Reputation: 23
I have a pretty simply problem where my outcome is binary and I am trying to use logistic regression (using tidymodels) to classify based on a few predictors (some of which are well-known as good predictors).
I coded the factor outcome as 0 and 1 (1=positive and that what I am mostly interested in).
When I run the predict function with both types="class" and types="prob" I get columns named: .pred_class, .pred_0, and .pred_1.
Then when, for example, plotting the ROC curve I am wondering whether I should use
roc1 <- roc_curve(data_test_pred, outcome, .pred_1)
or
roc1 <- roc_curve(data_test_pred, outcome, .pred_0).
The first (which I would have thought was correct) gives a bad ROC curve below the diagonal and the second gives a decent ROC curve.

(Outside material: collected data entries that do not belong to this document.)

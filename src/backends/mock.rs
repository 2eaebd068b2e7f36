//! Mock store for testing.
//!
//! This store keeps parameters in memory and pages through them the way the
//! real service does, with error injection for failure paths.

use crate::store::{Page, PageRequest, ParameterStore};
use crate::{ParamStoreError, Parameter, Result};
use async_trait::async_trait;
use std::collections::BTreeMap;
use std::sync::Arc;
use tokio::sync::RwLock;

/// Mock parameter store for testing.
///
/// Clones share the same parameters and request log, so a test can keep a
/// handle after moving the store into a client.
///
/// Continuation tokens are the decimal offset of the next item. The page
/// size is the smaller of the request's `max_results` and
/// [`page_size`](MockParameterStore::page_size) when set.
///
/// # Example
///
/// ```
/// use ssm_params::backends::mock::MockParameterStore;
/// use ssm_params::{Config, SsmClient};
///
/// #[tokio::main]
/// async fn main() -> ssm_params::Result<()> {
///     let mut store = MockParameterStore::new();
///     store.set_parameter("/app/db/host", "localhost").await;
///
///     // Fail the second page request
///     store.fail_on_page = Some((2, "AccessDeniedException".to_string()));
///     store.page_size = Some(1);
///     store.set_parameter("/app/db/port", "5432").await;
///
///     let client = SsmClient::with_store(Box::new(store), Config::default());
///     let result = client.get_parameters_by_path("/app/db").await;
///     assert!(result.is_err());
///
///     Ok(())
/// }
/// ```
#[derive(Clone)]
pub struct MockParameterStore {
    parameters: Arc<RwLock<BTreeMap<String, Parameter>>>,
    requests: Arc<RwLock<Vec<PageRequest>>>,

    /// Caps the page size below what the request asks for
    pub page_size: Option<usize>,
    /// 1-based request number to fail, with the provider error code to report
    pub fail_on_page: Option<(usize, String)>,
    /// Always hand back this token instead of the real continuation (must be a decimal offset)
    pub stuck_token: Option<String>,
}

impl MockParameterStore {
    /// Creates a new mock store with no parameters.
    pub fn new() -> Self {
        Self {
            parameters: Arc::new(RwLock::new(BTreeMap::new())),
            requests: Arc::new(RwLock::new(Vec::new())),
            page_size: None,
            fail_on_page: None,
            stuck_token: None,
        }
    }

    /// Pre-populates the store with a `String` parameter.
    pub async fn set_parameter(&self, name: impl Into<String>, value: impl Into<String>) {
        self.insert(Parameter::new(name, value)).await;
    }

    /// Pre-populates the store with a full parameter record.
    pub async fn insert(&self, param: Parameter) {
        let mut parameters = self.parameters.write().await;
        parameters.insert(param.name.clone(), param);
    }

    /// Returns every page request received so far.
    pub async fn requests(&self) -> Vec<PageRequest> {
        self.requests.read().await.clone()
    }

    fn matches(request: &PageRequest, name: &str) -> bool {
        match name.strip_prefix(&request.path) {
            Some(rest) if request.recursive => !rest.is_empty(),
            Some(rest) => !rest.is_empty() && !rest.contains('/'),
            None => false,
        }
    }
}

impl Default for MockParameterStore {
    fn default() -> Self {
        Self::new()
    }
}

#[async_trait]
impl ParameterStore for MockParameterStore {
    fn name(&self) -> &str {
        "mock"
    }

    async fn get_parameters_by_path_page(&self, request: &PageRequest) -> Result<Page> {
        let request_number = {
            let mut requests = self.requests.write().await;
            requests.push(request.clone());
            requests.len()
        };

        if let Some((page, code)) = &self.fail_on_page {
            if *page == request_number {
                return Err(ParamStoreError::Request {
                    code: Some(code.clone()),
                    message: format!("injected failure on request {}", request_number),
                });
            }
        }

        let offset = match request.next_token.as_deref() {
            Some(token) => token.parse::<usize>().map_err(|_| ParamStoreError::Request {
                code: Some("InvalidNextToken".to_string()),
                message: format!("the token '{}' is not valid", token),
            })?,
            None => 0,
        };

        let limit = match self.page_size {
            Some(size) => size.min(request.max_results as usize),
            None => request.max_results as usize,
        }
        .max(1);

        let parameters = self.parameters.read().await;
        let matching: Vec<&Parameter> = parameters
            .values()
            .filter(|p| Self::matches(request, &p.name))
            .collect();

        let end = (offset + limit).min(matching.len());
        let page_items = matching
            .get(offset..end)
            .unwrap_or_default()
            .iter()
            .map(|p| (*p).clone())
            .collect();

        let next_token = if self.stuck_token.is_some() {
            self.stuck_token.clone()
        } else if end < matching.len() {
            Some(end.to_string())
        } else {
            None
        };

        Ok(Page {
            parameters: page_items,
            next_token,
        })
    }
}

So, I am just not understanding what is going on here and I'm not sure how to proceed.
Upvotes: -1
Views: 193
Reputation: 226
yardstick uses the first level as the event. So if your outcome
is a factor with levels c(0,1)
, then yardstick takes the first level, 0
, as the event level. This then matches up with you getting a reasonable curve when supplying .pred_0
as the column with the class probabilities for the event.
If you want to use the second factor level as the event level, you can set event_level = "second"
in roc_curv()
, see also https://yardstick.tidymodels.org/reference/roc_auc.html#relevant-level.
Upvotes: 1